Data records:
========================================
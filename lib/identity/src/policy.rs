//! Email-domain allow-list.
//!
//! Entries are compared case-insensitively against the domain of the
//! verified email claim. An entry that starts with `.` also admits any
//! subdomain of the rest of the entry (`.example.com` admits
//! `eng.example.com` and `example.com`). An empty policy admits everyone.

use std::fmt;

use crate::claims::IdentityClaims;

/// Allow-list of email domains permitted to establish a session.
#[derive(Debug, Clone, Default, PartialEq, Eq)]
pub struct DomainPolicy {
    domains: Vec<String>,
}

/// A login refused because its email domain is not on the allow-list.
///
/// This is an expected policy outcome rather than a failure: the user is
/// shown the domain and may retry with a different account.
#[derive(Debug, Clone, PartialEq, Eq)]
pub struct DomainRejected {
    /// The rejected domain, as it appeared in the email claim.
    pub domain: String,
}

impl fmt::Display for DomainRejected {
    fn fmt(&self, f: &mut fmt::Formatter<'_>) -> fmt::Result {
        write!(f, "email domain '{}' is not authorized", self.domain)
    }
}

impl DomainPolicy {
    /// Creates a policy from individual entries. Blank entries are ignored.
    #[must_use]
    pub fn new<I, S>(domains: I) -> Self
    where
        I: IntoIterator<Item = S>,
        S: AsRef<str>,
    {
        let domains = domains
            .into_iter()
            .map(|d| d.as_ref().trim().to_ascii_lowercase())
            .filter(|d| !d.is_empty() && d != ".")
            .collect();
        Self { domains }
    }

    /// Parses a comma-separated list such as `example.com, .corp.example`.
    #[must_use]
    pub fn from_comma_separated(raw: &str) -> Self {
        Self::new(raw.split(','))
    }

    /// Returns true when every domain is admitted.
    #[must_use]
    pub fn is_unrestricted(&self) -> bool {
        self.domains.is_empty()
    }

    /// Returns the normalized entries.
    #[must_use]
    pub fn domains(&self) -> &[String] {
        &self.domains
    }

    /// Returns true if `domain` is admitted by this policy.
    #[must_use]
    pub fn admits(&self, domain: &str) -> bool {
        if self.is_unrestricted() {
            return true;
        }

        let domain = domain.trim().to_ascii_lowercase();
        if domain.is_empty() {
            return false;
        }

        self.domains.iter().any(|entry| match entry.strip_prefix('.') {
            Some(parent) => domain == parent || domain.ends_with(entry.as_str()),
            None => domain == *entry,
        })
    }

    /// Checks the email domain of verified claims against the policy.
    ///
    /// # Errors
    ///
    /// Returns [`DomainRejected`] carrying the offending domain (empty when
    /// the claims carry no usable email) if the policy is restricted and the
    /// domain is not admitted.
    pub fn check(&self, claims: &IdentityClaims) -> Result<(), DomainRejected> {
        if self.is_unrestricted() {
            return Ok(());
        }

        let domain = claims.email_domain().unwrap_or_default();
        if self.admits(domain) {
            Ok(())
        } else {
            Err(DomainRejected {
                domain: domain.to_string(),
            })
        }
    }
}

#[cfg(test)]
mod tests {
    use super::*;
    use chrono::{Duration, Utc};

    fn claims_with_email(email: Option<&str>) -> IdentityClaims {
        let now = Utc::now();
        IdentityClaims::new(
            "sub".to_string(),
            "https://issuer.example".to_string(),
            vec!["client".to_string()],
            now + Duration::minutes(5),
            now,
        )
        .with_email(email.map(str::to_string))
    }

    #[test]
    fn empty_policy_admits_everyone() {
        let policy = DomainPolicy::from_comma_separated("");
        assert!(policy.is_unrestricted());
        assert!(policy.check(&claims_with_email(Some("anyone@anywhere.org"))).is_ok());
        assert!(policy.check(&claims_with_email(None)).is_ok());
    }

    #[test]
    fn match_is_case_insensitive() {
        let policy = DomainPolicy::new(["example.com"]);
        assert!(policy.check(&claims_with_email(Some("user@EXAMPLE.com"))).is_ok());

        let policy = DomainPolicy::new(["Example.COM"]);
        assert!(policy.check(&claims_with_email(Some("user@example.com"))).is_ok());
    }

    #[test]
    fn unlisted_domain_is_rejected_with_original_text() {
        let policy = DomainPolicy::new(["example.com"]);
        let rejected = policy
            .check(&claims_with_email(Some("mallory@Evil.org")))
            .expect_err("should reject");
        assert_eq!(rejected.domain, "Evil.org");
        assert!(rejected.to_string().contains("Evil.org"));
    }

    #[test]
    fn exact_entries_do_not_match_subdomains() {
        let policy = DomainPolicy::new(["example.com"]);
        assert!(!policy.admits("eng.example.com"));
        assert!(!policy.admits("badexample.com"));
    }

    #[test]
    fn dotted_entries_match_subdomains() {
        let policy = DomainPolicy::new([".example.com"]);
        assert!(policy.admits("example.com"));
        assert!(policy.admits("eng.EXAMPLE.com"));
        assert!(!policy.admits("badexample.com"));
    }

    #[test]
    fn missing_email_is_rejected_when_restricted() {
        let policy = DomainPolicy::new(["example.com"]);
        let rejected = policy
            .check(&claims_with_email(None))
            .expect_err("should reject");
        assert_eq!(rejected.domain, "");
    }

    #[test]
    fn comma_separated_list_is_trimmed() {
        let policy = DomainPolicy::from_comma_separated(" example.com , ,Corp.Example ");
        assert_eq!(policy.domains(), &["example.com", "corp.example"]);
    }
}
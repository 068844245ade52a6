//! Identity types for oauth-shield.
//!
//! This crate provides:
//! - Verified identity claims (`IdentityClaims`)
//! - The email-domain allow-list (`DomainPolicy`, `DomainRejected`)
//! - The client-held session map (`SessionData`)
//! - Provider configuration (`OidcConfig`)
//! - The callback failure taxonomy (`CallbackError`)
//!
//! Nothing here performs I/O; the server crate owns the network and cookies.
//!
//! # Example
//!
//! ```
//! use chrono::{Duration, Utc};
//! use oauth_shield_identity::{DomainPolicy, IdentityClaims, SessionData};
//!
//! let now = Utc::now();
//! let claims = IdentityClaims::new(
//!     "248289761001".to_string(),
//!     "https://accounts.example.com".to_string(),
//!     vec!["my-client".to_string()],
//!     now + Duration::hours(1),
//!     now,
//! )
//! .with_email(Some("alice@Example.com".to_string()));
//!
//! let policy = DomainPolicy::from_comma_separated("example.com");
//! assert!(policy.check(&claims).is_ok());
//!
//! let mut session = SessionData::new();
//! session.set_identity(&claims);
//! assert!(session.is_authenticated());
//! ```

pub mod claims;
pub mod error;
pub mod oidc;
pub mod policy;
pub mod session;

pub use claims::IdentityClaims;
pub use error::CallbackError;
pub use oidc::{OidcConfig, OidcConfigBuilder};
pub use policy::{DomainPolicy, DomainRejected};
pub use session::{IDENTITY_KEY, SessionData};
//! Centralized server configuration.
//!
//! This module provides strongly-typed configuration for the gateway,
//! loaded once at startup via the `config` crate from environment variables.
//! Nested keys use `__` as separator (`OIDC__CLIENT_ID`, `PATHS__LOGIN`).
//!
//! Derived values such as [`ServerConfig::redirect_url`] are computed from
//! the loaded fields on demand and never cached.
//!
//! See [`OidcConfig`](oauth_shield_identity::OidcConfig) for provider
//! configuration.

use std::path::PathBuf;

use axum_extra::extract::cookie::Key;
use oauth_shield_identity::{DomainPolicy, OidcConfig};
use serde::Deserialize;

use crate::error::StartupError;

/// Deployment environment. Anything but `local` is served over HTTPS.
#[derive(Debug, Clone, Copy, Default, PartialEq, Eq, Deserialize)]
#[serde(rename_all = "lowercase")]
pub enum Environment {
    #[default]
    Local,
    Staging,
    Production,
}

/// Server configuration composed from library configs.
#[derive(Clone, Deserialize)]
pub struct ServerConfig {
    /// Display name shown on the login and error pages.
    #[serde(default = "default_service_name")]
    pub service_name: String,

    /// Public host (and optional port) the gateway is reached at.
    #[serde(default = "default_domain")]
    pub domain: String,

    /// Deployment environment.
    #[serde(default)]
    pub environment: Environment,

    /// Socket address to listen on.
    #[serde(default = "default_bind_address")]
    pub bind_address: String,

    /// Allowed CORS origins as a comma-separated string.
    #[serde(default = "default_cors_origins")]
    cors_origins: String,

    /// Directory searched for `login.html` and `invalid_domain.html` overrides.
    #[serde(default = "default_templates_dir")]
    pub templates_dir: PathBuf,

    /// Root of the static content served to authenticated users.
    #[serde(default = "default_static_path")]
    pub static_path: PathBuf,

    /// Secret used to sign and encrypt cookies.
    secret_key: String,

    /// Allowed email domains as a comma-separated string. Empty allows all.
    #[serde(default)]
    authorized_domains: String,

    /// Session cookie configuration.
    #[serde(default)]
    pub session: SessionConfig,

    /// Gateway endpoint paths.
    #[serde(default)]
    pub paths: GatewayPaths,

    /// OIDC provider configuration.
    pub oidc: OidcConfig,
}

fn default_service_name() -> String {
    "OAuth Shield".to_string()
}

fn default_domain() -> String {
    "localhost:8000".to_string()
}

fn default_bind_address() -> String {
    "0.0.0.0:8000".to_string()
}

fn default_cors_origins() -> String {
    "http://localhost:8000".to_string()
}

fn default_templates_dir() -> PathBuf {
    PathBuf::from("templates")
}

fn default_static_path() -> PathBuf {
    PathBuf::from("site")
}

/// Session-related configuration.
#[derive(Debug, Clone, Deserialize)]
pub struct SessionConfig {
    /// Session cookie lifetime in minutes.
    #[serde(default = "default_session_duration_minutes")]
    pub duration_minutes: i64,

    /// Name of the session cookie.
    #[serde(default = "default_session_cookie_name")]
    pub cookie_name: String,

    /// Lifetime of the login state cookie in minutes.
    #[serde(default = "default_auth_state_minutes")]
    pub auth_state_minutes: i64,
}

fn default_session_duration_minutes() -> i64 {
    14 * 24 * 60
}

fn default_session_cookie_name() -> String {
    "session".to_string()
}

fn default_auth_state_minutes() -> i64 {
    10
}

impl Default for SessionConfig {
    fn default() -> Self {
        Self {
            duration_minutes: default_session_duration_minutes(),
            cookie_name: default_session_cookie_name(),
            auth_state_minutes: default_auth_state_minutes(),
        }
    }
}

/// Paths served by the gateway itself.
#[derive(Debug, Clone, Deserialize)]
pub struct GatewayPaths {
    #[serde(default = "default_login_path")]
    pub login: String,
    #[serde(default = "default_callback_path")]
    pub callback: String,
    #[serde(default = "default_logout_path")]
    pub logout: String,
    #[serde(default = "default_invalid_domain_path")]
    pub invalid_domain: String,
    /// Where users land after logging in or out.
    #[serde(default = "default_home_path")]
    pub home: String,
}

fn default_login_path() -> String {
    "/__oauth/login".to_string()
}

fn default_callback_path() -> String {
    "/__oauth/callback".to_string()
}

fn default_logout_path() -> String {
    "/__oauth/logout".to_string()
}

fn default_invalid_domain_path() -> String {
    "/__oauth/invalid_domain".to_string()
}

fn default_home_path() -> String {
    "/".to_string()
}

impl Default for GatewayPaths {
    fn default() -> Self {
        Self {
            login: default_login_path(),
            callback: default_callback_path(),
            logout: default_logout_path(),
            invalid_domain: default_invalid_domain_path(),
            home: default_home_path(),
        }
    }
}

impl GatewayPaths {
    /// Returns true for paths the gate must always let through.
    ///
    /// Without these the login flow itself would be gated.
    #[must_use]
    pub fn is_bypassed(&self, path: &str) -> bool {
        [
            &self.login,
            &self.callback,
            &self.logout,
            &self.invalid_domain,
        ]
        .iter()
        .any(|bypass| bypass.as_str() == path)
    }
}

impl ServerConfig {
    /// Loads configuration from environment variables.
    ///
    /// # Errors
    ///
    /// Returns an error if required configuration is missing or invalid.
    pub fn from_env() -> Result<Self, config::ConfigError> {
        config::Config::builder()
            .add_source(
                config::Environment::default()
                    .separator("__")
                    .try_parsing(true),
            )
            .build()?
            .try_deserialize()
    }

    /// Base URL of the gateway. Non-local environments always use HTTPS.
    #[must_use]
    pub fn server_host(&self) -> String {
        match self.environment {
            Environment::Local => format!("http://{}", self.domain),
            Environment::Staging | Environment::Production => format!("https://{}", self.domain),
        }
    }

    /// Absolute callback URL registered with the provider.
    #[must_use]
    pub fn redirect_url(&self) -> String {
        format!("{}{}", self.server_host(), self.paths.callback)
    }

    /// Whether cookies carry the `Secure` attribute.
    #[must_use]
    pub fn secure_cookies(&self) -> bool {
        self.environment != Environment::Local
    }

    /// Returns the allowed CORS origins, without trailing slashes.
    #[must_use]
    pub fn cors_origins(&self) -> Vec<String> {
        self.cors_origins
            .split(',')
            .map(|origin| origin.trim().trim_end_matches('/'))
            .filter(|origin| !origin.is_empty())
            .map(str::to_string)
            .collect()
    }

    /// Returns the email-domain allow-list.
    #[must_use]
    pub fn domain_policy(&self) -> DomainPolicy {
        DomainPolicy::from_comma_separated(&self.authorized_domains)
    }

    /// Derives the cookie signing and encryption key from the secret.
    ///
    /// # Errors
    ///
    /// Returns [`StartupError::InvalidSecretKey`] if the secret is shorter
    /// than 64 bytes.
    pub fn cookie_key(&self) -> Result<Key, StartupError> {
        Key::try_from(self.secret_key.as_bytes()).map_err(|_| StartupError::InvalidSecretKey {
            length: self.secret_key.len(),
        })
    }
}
========================================
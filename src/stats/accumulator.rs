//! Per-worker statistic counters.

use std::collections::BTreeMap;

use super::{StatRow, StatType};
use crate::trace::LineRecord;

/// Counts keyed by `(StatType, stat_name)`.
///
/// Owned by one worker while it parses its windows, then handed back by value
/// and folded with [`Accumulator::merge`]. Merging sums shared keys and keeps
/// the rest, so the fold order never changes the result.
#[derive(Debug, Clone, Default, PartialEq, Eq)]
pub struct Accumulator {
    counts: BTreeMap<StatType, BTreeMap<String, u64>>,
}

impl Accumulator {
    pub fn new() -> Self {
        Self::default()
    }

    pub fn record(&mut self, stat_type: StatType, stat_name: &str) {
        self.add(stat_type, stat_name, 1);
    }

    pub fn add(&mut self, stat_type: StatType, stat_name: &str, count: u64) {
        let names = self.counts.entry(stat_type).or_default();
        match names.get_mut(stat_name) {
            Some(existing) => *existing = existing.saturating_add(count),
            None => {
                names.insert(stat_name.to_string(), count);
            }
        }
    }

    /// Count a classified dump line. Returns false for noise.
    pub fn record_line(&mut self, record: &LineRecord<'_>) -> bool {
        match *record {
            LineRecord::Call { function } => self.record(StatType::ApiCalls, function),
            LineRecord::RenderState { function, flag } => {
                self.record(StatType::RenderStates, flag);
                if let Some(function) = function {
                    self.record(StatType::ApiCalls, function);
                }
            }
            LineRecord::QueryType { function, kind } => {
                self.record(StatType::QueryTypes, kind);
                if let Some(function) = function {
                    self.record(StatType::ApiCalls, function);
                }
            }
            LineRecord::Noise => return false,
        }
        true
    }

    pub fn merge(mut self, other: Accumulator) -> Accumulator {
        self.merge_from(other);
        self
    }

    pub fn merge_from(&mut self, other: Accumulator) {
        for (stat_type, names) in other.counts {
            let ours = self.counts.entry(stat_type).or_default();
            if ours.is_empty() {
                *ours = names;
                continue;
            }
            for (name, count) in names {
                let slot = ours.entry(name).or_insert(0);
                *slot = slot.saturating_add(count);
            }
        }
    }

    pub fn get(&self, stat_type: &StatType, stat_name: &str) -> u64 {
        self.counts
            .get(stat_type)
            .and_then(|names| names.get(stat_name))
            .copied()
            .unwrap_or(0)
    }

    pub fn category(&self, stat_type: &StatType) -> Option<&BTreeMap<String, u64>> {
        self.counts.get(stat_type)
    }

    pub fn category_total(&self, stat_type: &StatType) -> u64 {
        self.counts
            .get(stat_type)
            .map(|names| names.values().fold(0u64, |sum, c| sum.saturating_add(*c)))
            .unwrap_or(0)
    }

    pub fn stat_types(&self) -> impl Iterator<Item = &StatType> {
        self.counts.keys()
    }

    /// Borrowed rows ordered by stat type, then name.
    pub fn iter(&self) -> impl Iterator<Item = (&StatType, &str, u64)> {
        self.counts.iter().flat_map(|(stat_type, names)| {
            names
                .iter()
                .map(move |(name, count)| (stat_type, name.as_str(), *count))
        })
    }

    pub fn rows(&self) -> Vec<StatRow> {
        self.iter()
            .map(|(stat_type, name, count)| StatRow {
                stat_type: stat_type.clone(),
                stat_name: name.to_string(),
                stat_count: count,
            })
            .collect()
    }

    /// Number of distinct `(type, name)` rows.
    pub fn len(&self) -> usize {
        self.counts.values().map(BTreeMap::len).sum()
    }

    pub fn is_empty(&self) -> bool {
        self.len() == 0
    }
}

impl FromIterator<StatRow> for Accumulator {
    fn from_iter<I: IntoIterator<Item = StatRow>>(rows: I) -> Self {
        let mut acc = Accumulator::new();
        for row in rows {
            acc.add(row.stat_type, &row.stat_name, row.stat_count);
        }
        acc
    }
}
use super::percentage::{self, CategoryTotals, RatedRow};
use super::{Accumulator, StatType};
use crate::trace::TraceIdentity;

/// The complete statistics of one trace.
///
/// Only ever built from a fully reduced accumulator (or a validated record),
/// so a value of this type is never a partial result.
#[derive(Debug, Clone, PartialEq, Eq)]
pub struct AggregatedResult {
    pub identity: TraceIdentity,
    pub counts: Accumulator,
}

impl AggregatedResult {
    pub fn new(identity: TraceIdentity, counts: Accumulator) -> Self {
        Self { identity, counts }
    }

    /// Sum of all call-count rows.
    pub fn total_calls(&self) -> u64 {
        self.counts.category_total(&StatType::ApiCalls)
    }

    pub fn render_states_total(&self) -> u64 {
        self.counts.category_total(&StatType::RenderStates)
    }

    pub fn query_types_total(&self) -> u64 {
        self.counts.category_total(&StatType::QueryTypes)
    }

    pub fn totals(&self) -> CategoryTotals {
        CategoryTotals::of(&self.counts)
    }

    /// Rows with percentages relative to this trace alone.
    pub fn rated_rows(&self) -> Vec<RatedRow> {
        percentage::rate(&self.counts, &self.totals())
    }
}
========================================
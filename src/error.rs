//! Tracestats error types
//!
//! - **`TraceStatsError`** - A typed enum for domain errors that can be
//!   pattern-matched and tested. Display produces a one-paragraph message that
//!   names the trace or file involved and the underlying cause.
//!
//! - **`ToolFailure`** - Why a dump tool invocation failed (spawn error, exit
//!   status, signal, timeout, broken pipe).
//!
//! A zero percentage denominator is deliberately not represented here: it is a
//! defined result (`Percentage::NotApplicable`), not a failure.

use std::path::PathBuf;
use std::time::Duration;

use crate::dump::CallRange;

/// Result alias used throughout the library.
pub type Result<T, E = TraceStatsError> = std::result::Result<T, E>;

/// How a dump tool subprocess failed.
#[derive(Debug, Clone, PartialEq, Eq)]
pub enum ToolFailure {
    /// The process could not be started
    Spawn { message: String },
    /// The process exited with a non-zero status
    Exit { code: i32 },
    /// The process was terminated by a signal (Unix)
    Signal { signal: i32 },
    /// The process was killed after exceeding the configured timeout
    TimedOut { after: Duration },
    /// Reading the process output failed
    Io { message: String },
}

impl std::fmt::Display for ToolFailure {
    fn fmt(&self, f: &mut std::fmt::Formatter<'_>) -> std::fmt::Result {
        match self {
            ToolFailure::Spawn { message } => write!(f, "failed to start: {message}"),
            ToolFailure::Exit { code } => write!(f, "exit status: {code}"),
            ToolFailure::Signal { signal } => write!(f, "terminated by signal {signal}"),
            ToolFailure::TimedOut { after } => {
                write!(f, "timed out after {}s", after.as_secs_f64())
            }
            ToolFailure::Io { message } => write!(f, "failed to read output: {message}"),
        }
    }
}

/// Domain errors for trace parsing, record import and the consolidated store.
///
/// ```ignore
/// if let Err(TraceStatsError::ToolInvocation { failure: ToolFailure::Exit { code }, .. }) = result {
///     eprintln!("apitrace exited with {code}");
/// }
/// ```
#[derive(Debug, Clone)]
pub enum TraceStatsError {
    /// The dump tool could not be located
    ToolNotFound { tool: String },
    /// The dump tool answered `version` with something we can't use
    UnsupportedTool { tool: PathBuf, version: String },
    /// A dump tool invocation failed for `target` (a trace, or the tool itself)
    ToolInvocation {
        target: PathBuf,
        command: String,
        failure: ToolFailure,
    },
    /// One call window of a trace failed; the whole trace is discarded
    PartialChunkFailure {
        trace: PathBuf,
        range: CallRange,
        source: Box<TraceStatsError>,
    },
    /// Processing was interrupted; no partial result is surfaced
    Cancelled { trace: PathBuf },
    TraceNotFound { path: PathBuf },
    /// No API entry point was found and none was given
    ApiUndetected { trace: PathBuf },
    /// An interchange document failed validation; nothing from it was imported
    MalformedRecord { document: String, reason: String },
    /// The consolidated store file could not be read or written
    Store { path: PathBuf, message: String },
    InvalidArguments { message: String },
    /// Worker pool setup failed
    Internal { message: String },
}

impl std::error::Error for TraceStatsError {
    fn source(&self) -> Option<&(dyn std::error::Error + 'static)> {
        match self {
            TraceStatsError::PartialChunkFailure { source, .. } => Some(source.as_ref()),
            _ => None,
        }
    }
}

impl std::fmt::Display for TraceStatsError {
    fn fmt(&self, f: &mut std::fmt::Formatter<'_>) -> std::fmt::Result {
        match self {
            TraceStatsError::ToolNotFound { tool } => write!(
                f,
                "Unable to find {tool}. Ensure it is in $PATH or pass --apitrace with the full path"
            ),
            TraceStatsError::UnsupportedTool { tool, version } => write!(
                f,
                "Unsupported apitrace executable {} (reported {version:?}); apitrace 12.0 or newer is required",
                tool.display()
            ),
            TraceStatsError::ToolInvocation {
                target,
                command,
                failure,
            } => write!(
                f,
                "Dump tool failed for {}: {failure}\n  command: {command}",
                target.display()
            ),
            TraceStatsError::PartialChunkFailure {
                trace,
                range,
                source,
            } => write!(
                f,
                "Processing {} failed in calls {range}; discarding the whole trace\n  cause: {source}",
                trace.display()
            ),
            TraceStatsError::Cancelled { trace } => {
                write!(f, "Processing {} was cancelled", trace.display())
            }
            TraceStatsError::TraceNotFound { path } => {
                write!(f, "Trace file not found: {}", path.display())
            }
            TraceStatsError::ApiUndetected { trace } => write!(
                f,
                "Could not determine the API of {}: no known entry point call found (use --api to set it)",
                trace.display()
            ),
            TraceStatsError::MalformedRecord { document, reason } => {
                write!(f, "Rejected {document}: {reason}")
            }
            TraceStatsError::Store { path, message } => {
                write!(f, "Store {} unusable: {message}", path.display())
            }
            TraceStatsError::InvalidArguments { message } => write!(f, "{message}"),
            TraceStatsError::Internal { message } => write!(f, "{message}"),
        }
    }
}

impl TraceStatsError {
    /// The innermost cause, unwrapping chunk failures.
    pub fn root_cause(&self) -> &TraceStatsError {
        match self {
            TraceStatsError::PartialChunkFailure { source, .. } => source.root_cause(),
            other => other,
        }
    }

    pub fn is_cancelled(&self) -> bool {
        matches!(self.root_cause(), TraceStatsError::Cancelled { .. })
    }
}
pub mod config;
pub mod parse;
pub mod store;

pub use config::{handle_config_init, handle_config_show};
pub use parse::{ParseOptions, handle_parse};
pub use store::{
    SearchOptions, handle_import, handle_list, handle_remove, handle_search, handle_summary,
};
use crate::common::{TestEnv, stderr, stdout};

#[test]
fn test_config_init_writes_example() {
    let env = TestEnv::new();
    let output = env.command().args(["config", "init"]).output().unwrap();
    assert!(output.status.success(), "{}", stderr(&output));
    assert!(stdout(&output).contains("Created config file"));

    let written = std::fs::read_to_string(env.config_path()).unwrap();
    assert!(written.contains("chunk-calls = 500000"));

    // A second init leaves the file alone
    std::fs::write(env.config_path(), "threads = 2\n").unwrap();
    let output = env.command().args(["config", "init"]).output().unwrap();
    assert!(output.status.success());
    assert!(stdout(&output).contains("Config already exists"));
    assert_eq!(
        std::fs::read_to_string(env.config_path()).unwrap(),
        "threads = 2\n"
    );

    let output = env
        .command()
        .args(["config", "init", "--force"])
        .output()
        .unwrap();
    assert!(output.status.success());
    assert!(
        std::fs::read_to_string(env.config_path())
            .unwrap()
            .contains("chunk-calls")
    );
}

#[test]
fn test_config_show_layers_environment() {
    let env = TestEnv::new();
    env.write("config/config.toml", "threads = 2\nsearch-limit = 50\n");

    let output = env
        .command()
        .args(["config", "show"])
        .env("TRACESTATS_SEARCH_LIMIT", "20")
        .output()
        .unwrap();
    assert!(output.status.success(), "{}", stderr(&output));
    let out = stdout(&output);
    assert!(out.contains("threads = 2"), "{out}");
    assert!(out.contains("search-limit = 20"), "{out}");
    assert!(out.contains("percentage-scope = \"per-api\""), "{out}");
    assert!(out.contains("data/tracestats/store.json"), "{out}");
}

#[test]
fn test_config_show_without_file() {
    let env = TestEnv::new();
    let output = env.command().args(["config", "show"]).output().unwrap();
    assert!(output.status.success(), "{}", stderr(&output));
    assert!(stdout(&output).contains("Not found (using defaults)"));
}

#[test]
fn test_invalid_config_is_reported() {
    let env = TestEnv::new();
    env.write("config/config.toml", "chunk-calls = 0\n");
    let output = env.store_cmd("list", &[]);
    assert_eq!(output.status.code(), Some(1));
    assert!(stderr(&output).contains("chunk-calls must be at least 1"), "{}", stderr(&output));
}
========================================
◆ **Task to carry out**
Scanning the data above, count the lines in which the string "terminated" occurs and state only the count.

◆ **Solution to the problem**
2